L’endiguement de la Seine ne rend pas à la pêche autant de services qu’à l’agriculture. On voit avec étonnement, dans les chroniques des abbayes de Saint-Wandrille et de Jumiéges, pour quelle part considérable le poisson pris sur les lieux entrait au moyen âge dans l’alimentation des moines et de leurs vassaux, et, pour remonter moins haut, Noël de La Morinière écrivait à la fin du siècle dernier, sur la pêche de la Basse-Seine, des notices bien peu applicables à celle d’aujourd’hui. Des bandes de marsouins, si nombreuses que les eaux en étaient assombries vers Peliville et Norville, faisaient sous ses yeux invasion dans la rivière.
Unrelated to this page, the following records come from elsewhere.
use std::fmt;

use serde::{Deserialize, Serialize};

use crate::error::TypeError;

/// Opaque token issued by the ledger when a fingerprint is anchored.
///
/// Identifiers follow the `shard.realm.num` shape of a distributed-ledger
/// topic reference (`0.0.<n>`), but callers must treat them as opaque: they
/// round-trip exactly as issued, are case-sensitive and are never
/// normalized.
#[derive(Clone, PartialEq, Eq, Hash, PartialOrd, Ord, Serialize, Deserialize)]
#[serde(try_from = "String", into = "String")]
pub struct Identifier(String);

impl Identifier {
    /// Wrap a caller-presented identifier. Only emptiness is rejected; any
    /// other string is a valid (possibly unknown) identifier.
    pub fn new(raw: impl Into<String>) -> Result<Self, TypeError> {
        let raw = raw.into();
        if raw.is_empty() {
            return Err(TypeError::EmptyIdentifier);
        }
        Ok(Self(raw))
    }

    /// Build the canonical ledger form for an allocated topic number.
    pub fn from_topic_number(num: u64) -> Self {
        Self(format!("0.0.{num}"))
    }

    pub fn as_str(&self) -> &str {
        &self.0
    }

    pub fn into_string(self) -> String {
        self.0
    }
}

impl fmt::Debug for Identifier {
    fn fmt(&self, f: &mut fmt::Formatter<'_>) -> fmt::Result {
        write!(f, "Identifier({})", self.0)
    }
}

impl fmt::Display for Identifier {
    fn fmt(&self, f: &mut fmt::Formatter<'_>) -> fmt::Result {
        f.write_str(&self.0)
    }
}

impl TryFrom<String> for Identifier {
    type Error = TypeError;

    fn try_from(raw: String) -> Result<Self, Self::Error> {
        Self::new(raw)
    }
}

impl From<Identifier> for String {
    fn from(identifier: Identifier) -> Self {
        identifier.0
    }
}

impl AsRef<str> for Identifier {
    fn as_ref(&self) -> &str {
        &self.0
    }
}

#[cfg(test)]
mod tests {
    use super::*;

    #[test]
    fn topic_number_format() {
        assert_eq!(Identifier::from_topic_number(123456).as_str(), "0.0.123456");
    }

    #[test]
    fn empty_is_rejected() {
        assert_eq!(Identifier::new(""), Err(TypeError::EmptyIdentifier));
    }

    #[test]
    fn round_trips_without_normalization() {
        let id = Identifier::new("Topic-ABC.x").unwrap();
        assert_eq!(id.as_str(), "Topic-ABC.x");
        assert_ne!(id, Identifier::new("topic-abc.x").unwrap());
    }

    #[test]
    fn serializes_as_plain_string() {
        let id = Identifier::from_topic_number(7);
        assert_eq!(serde_json::to_string(&id).unwrap(), "\"0.0.7\"");
        let parsed: Identifier = serde_json::from_str("\"0.0.7\"").unwrap();
        assert_eq!(parsed, id);
    }

    #[test]
    fn empty_string_does_not_deserialize() {
        assert!(serde_json::from_str::<Identifier>("\"\"").is_err());
    }
}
Or le marsouin, le plus vorace des poissons, ne se montre jamais que dans les eaux où l’affluence de ses congénères lui assure une proie abondante ; sa présence est toujours le présage d’une bonne pêche, et il se garde aujourd’hui, comme un gourmand de la table d’un amphitryon ruiné, de l’entrée d’une rivière où il risquerait de mourir de faim.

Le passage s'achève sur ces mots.